2007 film directed by David Winkler

Christmas Caper is an ABC Family Original Movie. It aired on November 25, 2007, on ABC Family as part of their Countdown to 25 Days of Christmas. The film stars Shannen Doherty, Ty Olsson, Sonya Salomaa and Stefanie von Pfetten.

==Plot==
A Grinch-like thief retreats to her hometown in Connecticut after a con goes bad and gets stuck baby-sitting her nephew Parker and niece Annie until their parents Savannah & Brian Cooper can make it home for Christmas. She spends most of her time devising ways to even the score with Clive, her partner in crime, until the spirit of the holidays can help put her priorities back on track.

==Cast==

- Shannen Doherty as Cate Dove
- Ty Olsson as Sheriff Hank Harrison
- Conrad Coates as Clive Henry, Cate's partner
- Stefanie von Pfetten as Holly Barnes
- Sonya Salomaa as Savannah Cooper, Cate's sister
- David Lewis as Brian Cooper, Savannah's husband and Cate's brother-in-law
- Michael P. Northey as Duffy Abramowitz
- Natasha Calis as Annie Cooper, Savannah & Brian's daughter and Cate's niece
- Josh Hayden as Parker Cooper, Savannah & Brian's son and Cate's nephew
- Donna White as Mrs.

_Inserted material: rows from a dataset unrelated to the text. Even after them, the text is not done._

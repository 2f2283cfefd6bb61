// Allow common clippy pedantic lints
#![allow(clippy::cast_possible_truncation)]
#![allow(clippy::cast_sign_loss)]
#![allow(clippy::too_many_lines)]
#![allow(clippy::must_use_candidate)]
#![allow(clippy::needless_pass_by_value)]

//! gplay-scraper CLI
//!
//! Command-line interface for retrieving marketplace records

use clap::Parser;
use gplay_scraper::cli::{Cli, Runner};
use tracing_subscriber::EnvFilter;

#[tokio::main]
async fn main() {
    let cli = Cli::parse();
    let runner = match Runner::new(cli) {
        Ok(runner) => runner,
        Err(e) => {
            eprintln!("Error: {e}");
            std::process::exit(1);
        }
    };

    // RUST_LOG wins over the configured level
    let filter = EnvFilter::try_from_default_env()
        .unwrap_or_else(|_| EnvFilter::new(runner.log_level()));
    tracing_subscriber::fmt()
        .with_env_filter(filter)
        .with_writer(std::io::stderr)
        .init();

    if let Err(e) = runner.run().await {
        eprintln!("Error: {e}");
        std::process::exit(1);
    }
}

Bradley
- Jano Frandsen as Hamish Thurgood
- Jase-Anthony Griffith as Deputy Gary
- Val Cole as News Anchor
- Dax Belanger as Thurgood Guard
- Dee Jay Jackson as Cabbie
- Christina Jastrzembska as Verda
- Tara Wilson as Café Waitress
- Deni DeLory as Bug Buy Female Shopper
- Igor Morozov as Russian Fence
- Dalias Blake as Happy Hotel Guy
- Reg Tupper as Principal Grimes
- Lossen Chambers as Gossipy Neighbor
- Iris Paluly as Second Neighbor
- Tyronne L'Hirondelle as Jolly Guy
- Rob deLeeuw as Tourist
- Jason McKinnon as Thurgood Monitor Guy
- Troy Adamson as Mall Bench Guy (uncredited)

==DVD==
Christmas Caper was released on DVD on October 28, 2008.

==Filming locations==
Christmas Caper was filmed in Vancouver, British Columbia, Canada.